··· Records provided
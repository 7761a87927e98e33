//! User Service - command line front end for user management.

use std::process::ExitCode;

use clap::{Parser, Subcommand};
use tracing_subscriber::{layer::SubscriberExt, util::SubscriberInitExt};

use common::AppError;
use domain::UserResponse;
use user_service_lib::config::UserServiceConfig;
use user_service_lib::service::UserService;
use user_service_lib::MigrateAction;

#[derive(Parser)]
#[command(name = "user-service")]
#[command(about = "User management service")]
struct Cli {
    /// Database URL (overrides USER_SERVICE_DATABASE_URL / DATABASE_URL)
    #[arg(long, global = true, env = "USER_SERVICE_DATABASE_URL")]
    database_url: Option<String>,

    #[command(subcommand)]
    command: Commands,
}

#[derive(Subcommand)]
enum Commands {
    #[command(flatten)]
    User(UserCommands),
    /// Database migration commands
    Migrate {
        #[command(subcommand)]
        action: MigrateCommands,
    },
}

#[derive(Subcommand)]
enum UserCommands {
    /// Register a new user and print its id
    Register {
        #[arg(long)]
        name: String,
        #[arg(long)]
        email: String,
    },
    /// Change a user's name and/or email
    Update {
        id: String,
        #[arg(long)]
        name: Option<String>,
        #[arg(long)]
        email: Option<String>,
    },
    /// Print one user as JSON
    Get { id: String },
    /// Print all users as JSON
    List,
    /// Delete a user
    Delete { id: String },
}

#[derive(Subcommand)]
enum MigrateCommands {
    /// Run pending migrations
    Up,
    /// Rollback last migration
    Down,
    /// Show migration status
    Status,
    /// Reset database and run all migrations
    Fresh,
}

#[tokio::main]
async fn main() -> ExitCode {
    // Load environment variables
    dotenvy::dotenv().ok();

    let cli = Cli::parse();
    let mut config = UserServiceConfig::from_env();
    if let Some(url) = cli.database_url.clone() {
        config = config.with_database_url(url);
    }

    // Initialize tracing
    tracing_subscriber::registry()
        .with(
            tracing_subscriber::EnvFilter::try_from_default_env()
                .unwrap_or_else(|_| config.service.log_level.clone().into()),
        )
        .with(tracing_subscriber::fmt::layer().with_writer(std::io::stderr))
        .init();

    match run(cli.command, &config).await {
        Ok(()) => ExitCode::SUCCESS,
        Err(err) => {
            match err.downcast_ref::<AppError>() {
                Some(app) => {
                    eprintln!("error [{}]: {}", app.code(), app.user_message());
                    if app.is_client_error() {
                        // bad input, not a system failure
                        return ExitCode::from(2);
                    }
                }
                None => eprintln!("error: {}", err),
            }
            ExitCode::FAILURE
        }
    }
}

async fn run(
    command: Commands,
    config: &UserServiceConfig,
) -> Result<(), Box<dyn std::error::Error>> {
    match command {
        Commands::Migrate { action } => {
            let migrate_action = match action {
                MigrateCommands::Up => MigrateAction::Up,
                MigrateCommands::Down => MigrateAction::Down,
                MigrateCommands::Status => MigrateAction::Status,
                MigrateCommands::Fresh => MigrateAction::Fresh,
            };
            user_service_lib::run_migrations(config, migrate_action).await
        }
        Commands::User(command) => {
            let service = user_service_lib::connect_user_service(config).await?;
            run_user_command(command, service.as_ref()).await
        }
    }
}

async fn run_user_command(
    command: UserCommands,
    service: &dyn UserService,
) -> Result<(), Box<dyn std::error::Error>> {
    match command {
        UserCommands::Register { name, email } => {
            let id = service.register_user(&name, &email).await?;
            println!("{}", id);
        }
        UserCommands::Update { id, name, email } => {
            service
                .update_user(&id, name.as_deref(), email.as_deref())
                .await?;
        }
        UserCommands::Get { id } => match service.get_user(&id).await? {
            Some(user) => println!("{}", serde_json::to_string_pretty(&UserResponse::from(user))?),
            None => println!("null"),
        },
        UserCommands::List => {
            let users: Vec<UserResponse> = service
                .get_all_users()
                .await?
                .into_iter()
                .map(UserResponse::from)
                .collect();
            println!("{}", serde_json::to_string_pretty(&users)?);
        }
        UserCommands::Delete { id } => {
            service.delete_user(&id).await?;
        }
    }

    Ok(())
}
······
> [What to produce]:
From the records above, give again exactly the lines running from the line with "tracing_subscriber::registry()" to the line with "return ExitCode::from(2);", inclusive.

> [Output of the exercise]:
    tracing_subscriber::registry()
        .with(
            tracing_subscriber::EnvFilter::try_from_default_env()
                .unwrap_or_else(|_| config.service.log_level.clone().into()),
        )
        .with(tracing_subscriber::fmt::layer().with_writer(std::io::stderr))
        .init();

    match run(cli.command, &config).await {
        Ok(()) => ExitCode::SUCCESS,
        Err(err) => {
            match err.downcast_ref::<AppError>() {
                Some(app) => {
                    eprintln!("error [{}]: {}", app.code(), app.user_message());
                    if app.is_client_error() {
                        // bad input, not a system failure
                        return ExitCode::from(2);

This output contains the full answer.